The goal here would be to compute the average vector of all words in the corpus in a format that can be used to find nearby words in the model so any alternative suggestions to that effect are welcome.


Solution

  • You're calling numpy's ndarray() constructor-function with a list that has 1000 numbers in it – your hand-calculated averages of each of the 1000 dimensions.

    The ndarray() function expects its argument to be the shape of the matrix constructed, so it's trying to create a new matrix of shape (d[0], d[1], ..., d[999]) – and then every individual value inside that matrix would be addressed with a 1000-int set of coordinates. And, indeed numpy arrays can only have 32 independent dimensions.

    But even if you reduced the list you're supplying to ndarray() to just 32 numbers, you'd still have a problem, because your 32 numbers are floating-point values, and ndarray() is expecting integral counts. (You'd get a TypeError.)

    Along the approach you're trying to take – which isn't quite optimal as we'll get to below – you really want to create a single vector of 1000 floating-point dimensions. That is, 1000 cell-like values – not d[0] * d[1] * ... * d[999] separate cell-like values.

    So a crude fix along the lines of your initial approach could be replacing your last line with either:

    result = np.ndarray(len(d))
    for i in range(len(d)):
        result[i] = d[i]
    

    But there are many ways to incrementally make this more efficient, compact, and idiomatic – a number of which I'll mention below, even though the best approach, at bottom, makes most of these interim steps unnecessary.

    For one, instead of that assignment-loop in my code just above, you could use Python's bracket-indexing assignment option:

    result = np.ndarray(len(d))
    result[:] = d  # same result as previous 3-lines w/ loop
    

    But in fact, numpy's array() function can essentially create the necessary numpy-native ndarray from a given list, so instead of using ndarray() at all, you could just use array():

    result = np.array(d)  # same result as previous 2-lines
    

    But further, numpy's many functions for natively working with arrays (and array-like lists) already include things to do averages-of-many-vectors in a single step (where even the looping is hidden inside very-efficient compiled code or CPU bulk-vector operations). For example, there's a mean() function that can average lists of numbers, or multi-dimensional arrays of numbers, or aligned sets of vectors, and so forth.

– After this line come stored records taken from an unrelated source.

#[cfg(test)]
mod tests {
    use super::*;
    use crate::config::MIN_DIRECT;
    use crate::engine::HduInfo;
    use crate::storage::MemBacking;

    const LEN: u64 = RECORD_LEN as u64;

    fn engine_with_file(disk: &MemBacking) -> (IoEngine, FileId) {
        let mut engine = IoEngine::new();
        let size = disk.len();
        let id = engine.open(Box::new(disk.storage()), size);
        (engine, id)
    }

    fn assert_age_is_permutation(engine: &IoEngine) {
        let mut seen = vec![false; NBUF];
        for &idx in &engine.age {
            assert!(!seen[idx], "slot {idx} appears twice in the age index");
            seen[idx] = true;
        }
    }

    #[test]
    fn load_miss_reads_record_from_disk() {
        let disk = MemBacking::with_data(vec![0xAB; 2 * RECORD_LEN]);
        let (mut engine, f) = engine_with_file(&disk);

        engine.load_record(f, 1, EofMode::Report).unwrap();
        let idx = engine.current_slot(f).unwrap();
        assert_eq!(engine.slots[idx].record, 1);
        assert!(!engine.slots[idx].dirty);
        assert_eq!(engine.slots[idx].bytes[0], 0xAB);
        assert_age_is_permutation(&engine);
    }

    #[test]
    fn load_hit_promotes_without_touching_disk() {
        let disk = MemBacking::with_data(vec![0u8; 3 * RECORD_LEN]);
        let (mut engine, f) = engine_with_file(&disk);

        engine.load_record(f, 0, EofMode::Report).unwrap();
        engine.load_record(f, 1, EofMode::Report).unwrap();
        let reads_before = disk.counts().reads;

        engine.load_record(f, 0, EofMode::Report).unwrap();
        assert_eq!(disk.counts().reads, reads_before, "hit must not re-read");
        assert_eq!(engine.current_record(f), Some(0));

        let idx = engine.current_slot(f).unwrap();
        assert_eq!(*engine.age.last().unwrap(), idx, "hit promotes to youngest");
        assert_age_is_permutation(&engine);
    }

    #[test]
    fn sequential_loads_elide_seeks() {
        let disk = MemBacking::with_data(vec![0u8; 3 * RECORD_LEN]);
        let (mut engine, f) = engine_with_file(&disk);

        engine.load_record(f, 0, EofMode::Report).unwrap();
        engine.load_record(f, 1, EofMode::Report).unwrap();
        engine.load_record(f, 2, EofMode::Report).unwrap();

        let counts = disk.counts();
        assert_eq!(counts.reads, 3);
        assert_eq!(counts.seeks, 0, "driver position already tracks the reads");
    }

    #[test]
    fn load_past_logical_eof_reports() {
        let disk = MemBacking::new();
        let (mut engine, f) = engine_with_file(&disk);

        let err = engine.load_record(f, 0, EofMode::Report).unwrap_err();
        assert!(matches!(err, Error::EndOfFile));
        assert_eq!(engine.current_record(f), None, "failed load binds nothing");
    }

    #[test]
    fn load_past_eof_with_ignore_fills_and_dirties() {
        let disk = MemBacking::new();
        let (mut engine, f) = engine_with_file(&disk);

        engine.load_record(f, 2, EofMode::Ignore).unwrap();
        let idx = engine.current_slot(f).unwrap();
        assert!(engine.slots[idx].dirty);
        assert!(engine.slots[idx].bytes.iter().all(|&b| b == 0x00));
        assert_eq!(engine.file(f).logfilesize, 3 * LEN);
        assert_eq!(disk.counts().reads, 0);
    }

    #[test]
    fn ascii_table_records_fill_with_blanks() {
        let disk = MemBacking::new();
        let (mut engine, f) = engine_with_file(&disk);
        engine.set_hdu(
            f,
            HduInfo {
                kind: HduKind::AsciiTable,
                datastart: 0,
                rowlength: 80,
                numrows: 0,
                bytes_per_pixel: 1,
            },
        );

        engine.load_record(f, 0, EofMode::Ignore).unwrap();
        let idx = engine.current_slot(f).unwrap();
        assert!(engine.slots[idx].bytes.iter().all(|&b| b == b' '));
    }

    #[test]
    fn victim_is_oldest_unpinned_slot() {
        let disk = MemBacking::with_data(vec![0u8; (NBUF + 2) * RECORD_LEN]);
        let (mut engine, f) = engine_with_file(&disk);

        for rec in 0..NBUF as u64 {
            engine.load_record(f, rec, EofMode::Report).unwrap();
        }
        // Record 0's slot is the oldest; it is not pinned (the current
        // buffer is record NBUF-1's slot) so the next load takes it.
        let oldest = engine.age[0];
        assert_eq!(engine.slots[oldest].record, 0);

        engine.load_record(f, NBUF as u64, EofMode::Report).unwrap();
        assert_eq!(engine.slots[oldest].record, NBUF as u64);
        assert_age_is_permutation(&engine);
    }

    #[test]
    fn eviction_forces_reread_on_return() {
        let disk = MemBacking::with_data(vec![0u8; (NBUF + 1) * RECORD_LEN]);
        let (mut engine, f) = engine_with_file(&disk);

        for rec in 0..=NBUF as u64 {
            engine.load_record(f, rec, EofMode::Report).unwrap();
        }
        let reads_before = disk.counts().reads;
        engine.load_record(f, 0, EofMode::Report).unwrap();
        assert_eq!(
            disk.counts().reads,
            reads_before + 1,
            "record 0 was evicted and must be re-read"
        );
    }

    #[test]
    fn all_pinned_recycles_own_current_buffer() {
        let disk = MemBacking::with_data(vec![0u8; 8 * RECORD_LEN]);
        let mut engine = IoEngine::new();

        // Pin every slot: each file's single loaded record is its current
        // buffer.
        let mut files = Vec::new();
        for _ in 0..NBUF {
            let id = engine.open(Box::new(disk.storage()), disk.len());
            engine.load_record(id, 0, EofMode::Report).unwrap();
            files.push(id);
        }

        let first = files[0];
        let before = engine.current_slot(first).unwrap();
        engine.load_record(first, 5, EofMode::Report).unwrap();
        let after = engine.current_slot(first).unwrap();
        assert_eq!(before, after, "only the caller's own buffer may be reused");
        assert_eq!(engine.current_record(first), Some(5));
    }

    #[test]
    fn no_buffer_at_all_is_too_many_files() {
        let disk = MemBacking::with_data(vec![0u8; RECORD_LEN]);
        let mut engine = IoEngine::new();

        for _ in 0..NBUF {
            let id = engine.open(Box::new(disk.storage()), disk.len());
            engine.load_record(id, 0, EofMode::Report).unwrap();
        }

        let extra = engine.open(Box::new(disk.storage()), disk.len());
        let err = engine.load_record(extra, 0, EofMode::Report).unwrap_err();
        assert!(matches!(err, Error::TooManyFiles));
    }

    #[test]
    fn flush_appends_record_at_exact_eof() {
        let disk = MemBacking::new();
        let (mut engine, f) = engine_with_file(&disk);

        engine.load_record(f, 0, EofMode::Ignore).unwrap();
        let idx = engine.current_slot(f).unwrap();
        engine.slots[idx].bytes[..4].copy_from_slice(b"DATA");

        engine.flush_slot(idx).unwrap();
        assert_eq!(engine.filesize(f), LEN);
        assert!(!engine.slots[idx].dirty);
        let bytes = disk.bytes();
        assert_eq!(&bytes[..4], b"DATA");
        assert_eq!(bytes.len(), RECORD_LEN);
    }

    #[test]
    fn sparse_flush_zero_fills_the_gap() {
        let disk = MemBacking::new();
        let (mut engine, f) = engine_with_file(&disk);

        engine.load_record(f, 5, EofMode::Ignore).unwrap();
        let idx = engine.current_slot(f).unwrap();
        engine.slots[idx].bytes[..4].copy_from_slice(b"WXYZ");

        engine.flush_slot(idx).unwrap();
        assert_eq!(engine.filesize(f), 6 * LEN);

        let bytes = disk.bytes();
        assert_eq!(bytes.len(), 6 * RECORD_LEN);
        assert!(bytes[..5 * RECORD_LEN].iter().all(|&b| b == 0));
        assert_eq!(&bytes[5 * RECORD_LEN..5 * RECORD_LEN + 4], b"WXYZ");
        assert!(bytes[5 * RECORD_LEN + 4..].iter().all(|&b| b == 0));
    }

    #[test]
    fn sparse_flush_coalesces_out_of_order_slots() {
        let disk = MemBacking::new();
        let (mut engine, f) = engine_with_file(&disk);

        // Dirty records 7 then 3, both past EOF, then flush record 7's
        // slot: the pass must write 3 before 7 and fill around them.
        engine.load_record(f, 7, EofMode::Ignore).unwrap();
        let seven = engine.current_slot(f).unwrap();
        engine.slots[seven].bytes[0] = b'S';

        engine.load_record(f, 3, EofMode::Ignore).unwrap();
        let three = engine.current_slot(f).unwrap();
        engine.slots[three].bytes[0] = b'T';

        engine.flush_slot(seven).unwrap();
        assert_eq!(engine.filesize(f), 8 * LEN);
        assert!(!engine.slots[three].dirty, "lower record flushed in passing");

        let bytes = disk.bytes();
        assert_eq!(bytes[3 * RECORD_LEN], b'T');
        assert_eq!(bytes[7 * RECORD_LEN], b'S');
        assert!(bytes[..3 * RECORD_LEN].iter().all(|&b| b == 0));
        assert!(bytes[4 * RECORD_LEN..7 * RECORD_LEN].iter().all(|&b| b == 0));
    }

    #[test]
    fn flush_file_twice_is_idempotent() {
        let disk = MemBacking::new();
        let (mut engine, f) = engine_with_file(&disk);

        engine.seek_to(f, 0, EofMode::Ignore).unwrap();
        engine.put_bytes(f, b"once").unwrap();

        engine.flush_file(f, false).unwrap();
        let writes_after_first = disk.counts().writes;
        let bytes_after_first = disk.bytes();

        engine.flush_file(f, false).unwrap();
        assert_eq!(
            disk.counts().writes,
            writes_after_first,
            "clean buffers are not rewritten"
        );
        assert_eq!(disk.bytes(), bytes_after_first);
    }

    #[test]
    fn flush_file_with_clear_unbinds() {
        let disk = MemBacking::new();
        let (mut engine, f) = engine_with_file(&disk);

        engine.load_record(f, 0, EofMode::Ignore).unwrap();
        engine.flush_file(f, true).unwrap();

        assert_eq!(engine.current_record(f), None);
        assert!(engine.slots.iter().all(|s| s.owner != Some(f)));
    }

    #[test]
    fn drop_past_eof_keeps_in_range_buffers() {
        let disk = MemBacking::with_data(vec![0u8; RECORD_LEN]);
        let (mut engine, f) = engine_with_file(&disk);

        engine.load_record(f, 0, EofMode::Report).unwrap();
        engine.load_record(f, 4, EofMode::Ignore).unwrap();

        engine.drop_past_eof(f);
        let resident: Vec<u64> = engine
            .slots
            .iter()
            .filter(|s| s.owner == Some(f))
            .map(|s| s.record)
            .collect();
        assert_eq!(resident, vec![0]);
    }

    #[test]
    fn optimal_ndata_scales_with_unit_size() {
        let disk = MemBacking::new();
        let (mut engine, f) = engine_with_file(&disk);

        engine.set_hdu(
            f,
            HduInfo {
                kind: HduKind::Image,
                datastart: 0,
                rowlength: 0,
                numrows: 0,
                bytes_per_pixel: 4,
            },
        );
        let expected = ((NBUF as u64 - 1) * LEN) / 4;
        assert_eq!(engine.optimal_ndata(f), expected);

        engine.set_hdu(
            f,
            HduInfo {
                kind: HduKind::BinaryTable,
                datastart: 0,
                rowlength: 1000,
                numrows: 0,
                bytes_per_pixel: 1,
            },
        );
        let expected = ((NBUF as u64 - 1) * LEN) / 1000;
        assert_eq!(engine.optimal_ndata(f), expected);
    }

    #[test]
    fn optimal_ndata_never_drops_below_one() {
        let disk = MemBacking::new();
        let (mut engine, f) = engine_with_file(&disk);

        engine.set_hdu(
            f,
            HduInfo {
                kind: HduKind::BinaryTable,
                datastart: 0,
                rowlength: u64::MAX,
                numrows: 0,
                bytes_per_pixel: 1,
            },
        );
        assert_eq!(engine.optimal_ndata(f), 1);
    }

    #[test]
    fn pool_survives_more_traffic_than_capacity() {
        let disk = MemBacking::with_data(vec![0u8; 2 * NBUF * RECORD_LEN]);
        let (mut engine, f) = engine_with_file(&disk);

        for rec in 0..(2 * NBUF as u64) {
            engine.load_record(f, rec, EofMode::Report).unwrap();
        }
        assert_age_is_permutation(&engine);
        assert_eq!(engine.current_record(f), Some(2 * NBUF as u64 - 1));
    }

    #[test]
    fn min_direct_exceeds_single_record() {
        // The direct paths rely on the threshold spanning the current
        // record plus at least one full record of bulk.
        assert!(MIN_DIRECT > RECORD_LEN);
    }
}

    This allows faster, clearer, one-liner approaches that can replace your entire original code with something like:

    # get a list of available word-vetors
    doc = [model[word] for word in text if word in model.vocab]
    # average all those vectors
    out = np.mean(doc, axis=0)
    

    (Without the axis argument, it'd average together all individual dimension-values , in all slots, into just one single final average number.)